I’m excited to tell you the galleries are mostly updated on the Photography page. Nepal and India are the most recent ones up there, and if you have explored this page previously, those are not new. However, Venice, Croatia, Basque Country, London and more have all been posted.
Before we started the trip I bought a FujiFilm X100F to be my trusty sidekick for the year. Small and simple, I thought it would be perfect in a purist sort of sense. Fixed lens, few choices, but amazing hardware and chips within. When you carry a camera every day you simply increase the chances you’ll take a picture. I loved my Canon 7D, but the kit is large and heavy and I never carried it much. I lugged it around Cambodia and Vietnam in 2013, but I would often leave it behind. Either in the hotel room or back in the states entirely like when we went to Myanmar. I thought the X100F would be a great compromise.
Good or bad, that little Fuji brought back to life a love for photography I haven’t felt since high school. By the time we got to London I was already shopping for other models from Fuji that could still make me feel unnoticed and not hinder my willingness to carry every day. I settled on the new X-Pro2. This camera had a range of lenses to choose from, and I got two. The number of situations I’m equipped to shoot went up drastically. With my little fixed-lens X100F there were many times it simply wasn’t the right focal length for what I was trying to capture.
The morning I made the trade, I also took a street photography workshop in London. 500 photos that day, the two batteries I had were dead by the end of it. The gents putting the workshop on were kind to extend into the night for some additional challenge and lessons in the dark, but my camera was dead and I was already late for dinner. The trade has enabled me to take long sky exposures in Nepal, reach in tightly for portraits and people, and really scale up both the breadth and depth of what I can capture. This is also why the London gallery is overflowing.
The galleries don’t function precisely how I’d like them to. It would be nice if the captions I’ve written were visible, and if a few extra options were removed to save some confusion I think is inevitable. But if once in a gallery, you click the picture itself it will open in whats called a lightbox. In the bottom left corner, you will see the photo filename, which may help place the photo a little for you. Then use the arrows or your arrow keeys to cycle through the photos. That would be my recommendation.
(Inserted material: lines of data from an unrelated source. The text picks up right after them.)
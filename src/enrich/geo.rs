use std::net::IpAddr;
use std::path::Path;
use std::sync::Arc;

use maxminddb::{geoip2, Reader};
use tracing::{debug, info};

use super::{Geolocation, Geolocator};
use crate::error::{Error, Result};

/// GeoLite2-City lookups over one database handle opened at startup.
///
/// Cloning shares the handle; the database is released when the last clone
/// (normally the one owned by the pipeline) is dropped.
#[derive(Clone)]
pub struct MaxMindGeolocator {
    reader: Arc<Reader<Vec<u8>>>,
}

impl MaxMindGeolocator {
    pub fn open(path: impl AsRef<Path>) -> Result<Self> {
        let path = path.as_ref();
        let reader = Reader::open_readfile(path).map_err(|source| Error::GeoDatabase {
            path: path.to_path_buf(),
            source,
        })?;
        info!(database = %path.display(), kind = %reader.metadata.database_type, "geolocation database opened");
        Ok(Self {
            reader: Arc::new(reader),
        })
    }
}

impl Geolocator for MaxMindGeolocator {
    fn geolocate(&self, ip: IpAddr) -> Option<Geolocation> {
        let city: geoip2::City = match self.reader.lookup(ip) {
            Ok(city) => city,
            Err(err) => {
                debug!(%ip, error = %err, "no geolocation");
                return None;
            }
        };

        let country_code = city
            .country
            .and_then(|country| country.iso_code)
            .unwrap_or_default()
            .to_string();
        let city_name = city
            .city
            .and_then(|city| city.names)
            .and_then(|names| names.get("en").copied())
            .unwrap_or_default()
            .to_string();

        if country_code.is_empty() && city_name.is_empty() {
            return None;
        }
        Some(Geolocation {
            country_code,
            city: city_name,
        })
    }
}

#[cfg(test)]
mod tests {
    use super::*;

    #[test]
    fn test_missing_database_is_reported() {
        let err = MaxMindGeolocator::open("/nonexistent/GeoLite2-City.mmdb").err().unwrap();
        assert!(matches!(err, Error::GeoDatabase { .. }));
        assert!(err.to_string().contains("GeoLite2-City.mmdb"));
    }
}
use std::time::Duration;

use async_trait::async_trait;
use tokio::io::{AsyncReadExt, AsyncWriteExt};
use tokio::net::TcpStream;
use tokio::time::timeout;
use tracing::debug;

use super::{LookupError, WhoisClient, WhoisDates};
use crate::domain::to_ascii;

const WHOIS_PORT: u16 = 43;
const IANA_WHOIS: &str = "whois.iana.org";

const CREATED_KEYS: &[&str] = &[
    "creation date",
    "created",
    "created on",
    "registered on",
    "registration time",
    "domain registration date",
    "domain name commencement date",
];

const UPDATED_KEYS: &[&str] = &[
    "updated date",
    "last updated",
    "last updated on",
    "last-update",
    "last modified",
    "modified",
    "changed",
];

const UNREGISTERED_MARKERS: &[&str] = &[
    "no match",
    "not found",
    "no entries found",
    "domain status: available",
    "domain not found",
    "no data found",
];

/// Plain whois over TCP port 43: registry server by TLD, IANA otherwise,
/// following at most one `refer:` hop.
pub struct TcpWhoisClient {
    io_timeout: Duration,
}

impl TcpWhoisClient {
    pub fn new(io_timeout: Duration) -> Self {
        Self { io_timeout }
    }

    async fn query(&self, server: &str, domain: &str) -> Result<String, LookupError> {
        let elapsed = |_| LookupError::Timeout(self.io_timeout);

        let mut stream = timeout(self.io_timeout, TcpStream::connect((server, WHOIS_PORT)))
            .await
            .map_err(elapsed)??;

        let query = format!("{}\r\n", domain);
        timeout(self.io_timeout, stream.write_all(query.as_bytes()))
            .await
            .map_err(elapsed)??;

        let mut response = Vec::new();
        timeout(self.io_timeout, stream.read_to_end(&mut response))
            .await
            .map_err(elapsed)??;

        Ok(String::from_utf8_lossy(&response).into_owned())
    }
}

#[async_trait]
impl WhoisClient for TcpWhoisClient {
    async fn whois(&self, domain: &str) -> Result<Option<WhoisDates>, LookupError> {
        let domain = to_ascii(domain).unwrap_or_else(|| domain.to_string());
        let tld = domain.rsplit('.').next().unwrap_or_default();
        let server = whois_server(tld);

        let response = self.query(server, &domain).await?;
        match referral_server(&response).filter(|r| !r.eq_ignore_ascii_case(server)) {
            Some(referral) => {
                debug!(%domain, %referral, "following whois referral");
                let response = self.query(&referral, &domain).await?;
                whois_response_dates(&referral, &response)
            }
            None => whois_response_dates(server, &response),
        }
    }
}

/// Interprets the final answer of a lookup, `server` being the host that sent it.
///
/// IANA only describes TLDs, so its own `created`/`changed` lines are never
/// taken as domain dates. Unregistered markers only count when no dates
/// were found.
pub fn whois_response_dates(server: &str, response: &str) -> Result<Option<WhoisDates>, LookupError> {
    if server.eq_ignore_ascii_case(IANA_WHOIS) {
        return Err(LookupError::Whois("no registry whois server for this tld".to_string()));
    }

    let dates = parse_dates(response);
    if dates.created.is_some() || dates.updated.is_some() {
        return Ok(Some(dates));
    }
    if is_unregistered(response) {
        return Ok(None);
    }
    Err(LookupError::Whois(format!("no dates in response from {server}")))
}

pub fn whois_server(tld: &str) -> &'static str {
    match tld.to_ascii_lowercase().as_str() {
        "com" | "net" => "whois.verisign-grs.com",
        "org" => "whois.pir.org",
        "info" => "whois.afilias.net",
        "biz" => "whois.neulevel.biz",
        "us" => "whois.nic.us",
        "co" => "whois.nic.co",
        "io" => "whois.nic.io",
        "me" => "whois.nic.me",
        "uk" => "whois.nic.uk",
        "ca" => "whois.cira.ca",
        "de" => "whois.denic.de",
        "fr" => "whois.afnic.fr",
        "ru" => "whois.tcinet.ru",
        "cn" => "whois.cnnic.net.cn",
        "jp" => "whois.jprs.jp",
        "au" => "whois.auda.org.au",
        "br" => "whois.registro.br",
        "app" | "dev" => "whois.nic.google",
        "tech" => "whois.nic.tech",
        _ => IANA_WHOIS,
    }
}

fn referral_server(response: &str) -> Option<String> {
    response.lines().find_map(|line| {
        let (key, value) = line.split_once(':')?;
        let value = value.trim();
        (key.trim().eq_ignore_ascii_case("refer") && !value.is_empty()).then(|| value.to_string())
    })
}

pub fn is_unregistered(response: &str) -> bool {
    let response = response.to_lowercase();
    UNREGISTERED_MARKERS.iter().any(|marker| response.contains(marker))
}

/// First creation and update timestamps found in a whois response.
pub fn parse_dates(response: &str) -> WhoisDates {
    let mut dates = WhoisDates::default();

    for line in response.lines() {
        let Some((key, value)) = line.split_once(':') else {
            continue;
        };
        let key = key.trim().to_ascii_lowercase();
        let value = value.trim();
        if value.is_empty() {
            continue;
        }

        if dates.created.is_none() && CREATED_KEYS.contains(&key.as_str()) {
            dates.created = Some(value.to_string());
        } else if dates.updated.is_none() && UPDATED_KEYS.contains(&key.as_str()) {
            dates.updated = Some(value.to_string());
        }
    }

    dates
}

#[cfg(test)]
mod tests {
    use super::*;

    const VERISIGN: &str = "   Domain Name: GOOGLE.COM\r
   Registry Domain ID: 2138514_DOMAIN_COM-VRSN\r
   Registrar WHOIS Server: whois.markmonitor.com\r
   Updated Date: 2019-09-09T15:39:04Z\r
   Creation Date: 1997-09-15T04:00:00Z\r
   Registry Expiry Date: 2028-09-14T04:00:00Z\r
>>> Last update of whois database: 2024-05-01T10:00:00Z <<<\r
";

    const NOMINET: &str = "
    Domain name:
        bbc.co.uk

    Relevant dates:
        Registered on: before Aug-1996
        Expiry date:  13-Dec-2030
        Last updated:  26-Jun-2023
";

    #[test]
    fn test_parse_verisign_dates() {
        let dates = parse_dates(VERISIGN);
        assert_eq!(dates.created.as_deref(), Some("1997-09-15T04:00:00Z"));
        assert_eq!(dates.updated.as_deref(), Some("2019-09-09T15:39:04Z"));
    }

    #[test]
    fn test_parse_nominet_dates() {
        let dates = parse_dates(NOMINET);
        assert_eq!(dates.created.as_deref(), Some("before Aug-1996"));
        assert_eq!(dates.updated.as_deref(), Some("26-Jun-2023"));
    }

    #[test]
    fn test_parse_denic_changed_only() {
        let dates = parse_dates("Domain: example.de\nStatus: connect\nChanged: 2018-03-12T21:44:25+01:00\n");
        assert_eq!(dates.created, None);
        assert_eq!(dates.updated.as_deref(), Some("2018-03-12T21:44:25+01:00"));
    }

    #[test]
    fn test_unregistered_markers() {
        assert!(is_unregistered("No match for \"EXAMPEL-XYZ.COM\".\r\n"));
        assert!(is_unregistered("Domain not found."));
        assert!(!is_unregistered(VERISIGN));
    }

    #[test]
    fn test_referral_from_iana() {
        let iana = "% IANA WHOIS server\n\ndomain:       XYZ\n\nrefer:        whois.nic.xyz\n";
        assert_eq!(referral_server(iana).as_deref(), Some("whois.nic.xyz"));
        assert_eq!(referral_server(VERISIGN), None);
    }

    const IANA_TLD_RECORD: &str = "% IANA WHOIS server\n\ndomain:       GR\n\norganisation: ICS-FORTH GR\n\ncreated:      1989-07-24\nchanged:      2023-11-13\nsource:       IANA\n";

    #[test]
    fn test_iana_tld_record_is_not_domain_dates() {
        assert_eq!(whois_server("gr"), IANA_WHOIS);
        assert_eq!(referral_server(IANA_TLD_RECORD), None);
        assert!(parse_dates(IANA_TLD_RECORD).created.is_some());
        assert!(matches!(
            whois_response_dates(IANA_WHOIS, IANA_TLD_RECORD),
            Err(LookupError::Whois(_))
        ));
    }

    #[test]
    fn test_dates_win_over_unregistered_boilerplate() {
        let response = format!("{VERISIGN}NOTICE: if a record is not found, contact the registrar.\r\n");
        assert!(is_unregistered(&response));

        let dates = whois_response_dates("whois.verisign-grs.com", &response).unwrap().unwrap();
        assert_eq!(dates.created.as_deref(), Some("1997-09-15T04:00:00Z"));
        assert_eq!(dates.updated.as_deref(), Some("2019-09-09T15:39:04Z"));
    }

    #[test]
    fn test_response_without_dates() {
        assert_eq!(
            whois_response_dates("whois.verisign-grs.com", "No match for \"EXAMPEL-XYZ.COM\".\r\n").unwrap(),
            None
        );
        assert!(matches!(
            whois_response_dates("whois.nic.uk", "Domain name: bbc.co.uk\n"),
            Err(LookupError::Whois(_))
        ));
    }

    #[test]
    fn test_whois_server_selection() {
        assert_eq!(whois_server("com"), "whois.verisign-grs.com");
        assert_eq!(whois_server("UK"), "whois.nic.uk");
        assert_eq!(whois_server("dev"), "whois.nic.google");
        assert_eq!(whois_server("xyz"), IANA_WHOIS);
    }
}
#[cfg(test)]
mod tests {
    use super::*;
    use std::collections::HashSet;

    #[derive(Default)]
    struct MockResolver {
        failing: HashSet<String>,
        delay: Duration,
        calls: AtomicUsize,
        in_flight: AtomicUsize,
        max_in_flight: AtomicUsize,
    }

    #[async_trait]
    impl Resolver for MockResolver {
        async fn resolve(&self, domain: &str) -> Result<Option<Ipv4Addr>, LookupError> {
            self.calls.fetch_add(1, Ordering::SeqCst);
            let now = self.in_flight.fetch_add(1, Ordering::SeqCst) + 1;
            self.max_in_flight.fetch_max(now, Ordering::SeqCst);
            tokio::time::sleep(self.delay).await;
            self.in_flight.fetch_sub(1, Ordering::SeqCst);

            if self.failing.contains(domain) {
                Err(LookupError::Io(std::io::ErrorKind::ConnectionRefused.into()))
            } else {
                Ok(Some(Ipv4Addr::new(192, 0, 2, 1)))
            }
        }
    }

    struct MockGeolocator;

    impl Geolocator for MockGeolocator {
        fn geolocate(&self, _ip: IpAddr) -> Option<Geolocation> {
            Some(Geolocation {
                country_code: "US".into(),
                city: "Springfield".into(),
            })
        }
    }

    struct MockWhois;

    #[async_trait]
    impl WhoisClient for MockWhois {
        async fn whois(&self, domain: &str) -> Result<Option<WhoisDates>, LookupError> {
            if domain.starts_with("unregistered") {
                return Ok(None);
            }
            Ok(Some(WhoisDates {
                created: Some("1997-09-15T04:00:00Z".into()),
                updated: Some("2019-09-09T15:39:04Z".into()),
            }))
        }
    }

    fn job(domain: &str, resolve: bool, geo: bool, whois: bool) -> EnrichmentJob {
        EnrichmentJob {
            technique: Technique::Addition,
            domain: domain.to_string(),
            want_resolve: resolve,
            want_geo: geo,
            want_whois: whois,
        }
    }

    fn pipeline(config: PipelineConfig, resolver: Arc<MockResolver>) -> Pipeline {
        Pipeline::new(
            config,
            Collaborators {
                resolver: Some(resolver),
                geolocator: Some(Arc::new(MockGeolocator)),
                whois: Some(Arc::new(MockWhois)),
            },
        )
    }

    #[tokio::test]
    async fn test_one_record_per_job() {
        let resolver = Arc::new(MockResolver::default());
        let pipeline = pipeline(PipelineConfig { concurrency: 4, ..Default::default() }, resolver);

        let jobs: Vec<_> = (0..25).map(|i| job(&format!("d{i}.com"), true, false, false)).collect();
        let mut stream = pipeline.enrich(jobs);
        assert_eq!(stream.total(), 25);
        assert_eq!(stream.size_hint(), (25, Some(25)));

        let mut records = Vec::new();
        while let Some(record) = stream.next().await {
            records.push(record);
        }
        assert_eq!(records.len(), 25);
        assert_eq!(stream.completed(), 25);
        assert_eq!(stream.size_hint(), (0, Some(0)));
        let domains: HashSet<_> = records.iter().map(|r| r.domain.as_str()).collect();
        assert_eq!(domains.len(), 25);
        assert!(records.iter().all(|r| r.a_record.as_deref() == Some("192.0.2.1")));
    }

    #[tokio::test]
    async fn test_empty_batch_closes_immediately() {
        let pipeline = pipeline(PipelineConfig::default(), Arc::new(MockResolver::default()));
        let mut stream = pipeline.enrich(Vec::new());
        assert!(stream.next().await.is_none());
        assert_eq!(stream.completed(), 0);
    }

    #[tokio::test]
    async fn test_failed_resolution_leaves_other_fields_alone() {
        let resolver = Arc::new(MockResolver {
            failing: ["broken.com".to_string()].into_iter().collect(),
            ..Default::default()
        });
        let pipeline = pipeline(PipelineConfig::default(), resolver);

        let records = pipeline
            .enrich(vec![
                job("broken.com", true, true, true),
                job("fine.com", true, true, true),
                job("unregistered.com", true, false, true),
            ])
            .collect_all()
            .await;

        let by_domain = |d: &str| records.iter().find(|r| r.domain == d).unwrap().clone();

        let broken = by_domain("broken.com");
        assert_eq!(broken.a_record, None);
        assert_eq!(broken.geolocation, None);
        assert_eq!(broken.whois_created.as_deref(), Some("1997-09-15T04:00:00Z"));

        let fine = by_domain("fine.com");
        assert_eq!(fine.a_record.as_deref(), Some("192.0.2.1"));
        assert_eq!(fine.geolocation.as_ref().map(|g| g.to_string()).as_deref(), Some("US, Springfield"));
        assert_eq!(fine.whois_updated.as_deref(), Some("2019-09-09T15:39:04Z"));

        let unregistered = by_domain("unregistered.com");
        assert!(unregistered.a_record.is_some());
        assert_eq!(unregistered.whois_created, None);
        assert_eq!(unregistered.whois_updated, None);
    }

    #[tokio::test]
    async fn test_geolocation_without_reporting_address() {
        let pipeline = pipeline(PipelineConfig::default(), Arc::new(MockResolver::default()));
        let records = pipeline.enrich(vec![job("geo.com", false, true, false)]).collect_all().await;
        assert_eq!(records[0].a_record, None);
        assert!(records[0].geolocation.is_some());
    }

    #[tokio::test]
    async fn test_no_lookups_when_nothing_is_wanted() {
        let resolver = Arc::new(MockResolver::default());
        let pipeline = pipeline(PipelineConfig::default(), Arc::clone(&resolver));

        let records = pipeline
            .enrich(vec![job("a.com", false, false, false), job("b.com", false, false, false)])
            .collect_all()
            .await;

        assert_eq!(records.len(), 2);
        assert!(records.iter().all(|r| !r.is_enriched()));
        assert_eq!(resolver.calls.load(Ordering::SeqCst), 0);
    }

    #[tokio::test]
    async fn test_missing_backend_is_an_empty_field() {
        let pipeline = Pipeline::new(PipelineConfig::default(), Collaborators::default());
        let records = pipeline.enrich(vec![job("a.com", true, true, true)]).collect_all().await;
        assert_eq!(records, vec![Record::new(Technique::Addition, "a.com")]);
    }

    #[tokio::test]
    async fn test_worker_pool_caps_concurrency() {
        let resolver = Arc::new(MockResolver {
            delay: Duration::from_millis(10),
            ..Default::default()
        });
        let pipeline = pipeline(
            PipelineConfig { concurrency: 3, ..Default::default() },
            Arc::clone(&resolver),
        );

        let jobs: Vec<_> = (0..20).map(|i| job(&format!("d{i}.com"), true, false, false)).collect();
        let stream = pipeline.enrich(jobs);
        let records = stream.collect_all().await;

        assert_eq!(records.len(), 20);
        assert_eq!(resolver.calls.load(Ordering::SeqCst), 20);
        assert!(resolver.max_in_flight.load(Ordering::SeqCst) <= 3);
    }

    #[tokio::test]
    async fn test_zero_concurrency_fans_out_per_job() {
        let resolver = Arc::new(MockResolver {
            delay: Duration::from_millis(50),
            ..Default::default()
        });
        let pipeline = pipeline(
            PipelineConfig { concurrency: 0, ..Default::default() },
            Arc::clone(&resolver),
        );

        let jobs: Vec<_> = (0..30).map(|i| job(&format!("d{i}.com"), true, false, false)).collect();
        let records = pipeline.enrich(jobs).collect_all().await;

        assert_eq!(records.len(), 30);
        assert!(resolver.max_in_flight.load(Ordering::SeqCst) > 3);
    }

    #[tokio::test]
    async fn test_slow_lookup_times_out_to_empty() {
        let resolver = Arc::new(MockResolver {
            delay: Duration::from_millis(500),
            ..Default::default()
        });
        let pipeline = pipeline(
            PipelineConfig {
                lookup_timeout: Some(Duration::from_millis(20)),
                ..Default::default()
            },
            resolver,
        );

        let records = pipeline.enrich(vec![job("slow.com", true, false, true)]).collect_all().await;
        assert_eq!(records[0].a_record, None);
        assert!(records[0].whois_created.is_some());
    }

    #[test]
    fn test_jobs_carry_config_flags() {
        let config = PipelineConfig { resolve: true, whois: true, ..Default::default() };
        let pipeline = pipeline(config, Arc::new(MockResolver::default()));
        let target = DomainTarget { label: "test".into(), suffix: "co.uk".into() };
        let candidates = vec![Candidate { technique: Technique::Omission, label: "est".into() }];

        let jobs = pipeline.jobs(&target, &candidates);
        assert_eq!(
            jobs,
            vec![EnrichmentJob {
                technique: Technique::Omission,
                domain: "est.co.uk".into(),
                want_resolve: true,
                want_geo: false,
                want_whois: true,
            }]
        );
        pipeline.shutdown();
    }
}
I invite feedback on these pictures. I’ve loved shooting them, but another challenge I’ve taken on is learning more about post-processing. In high school, I used the darkroom. Now it is all software and I’m trying to learn all the secrets of Adobe Lightroom. I’ve played with different scenarios, presets, treatments, and so on for certain looks. Sometimes I wonder if I’m working the post-processing too much, other times I really love the additional feeling it gives the picture.
Do you see any that make you feel one way or the other?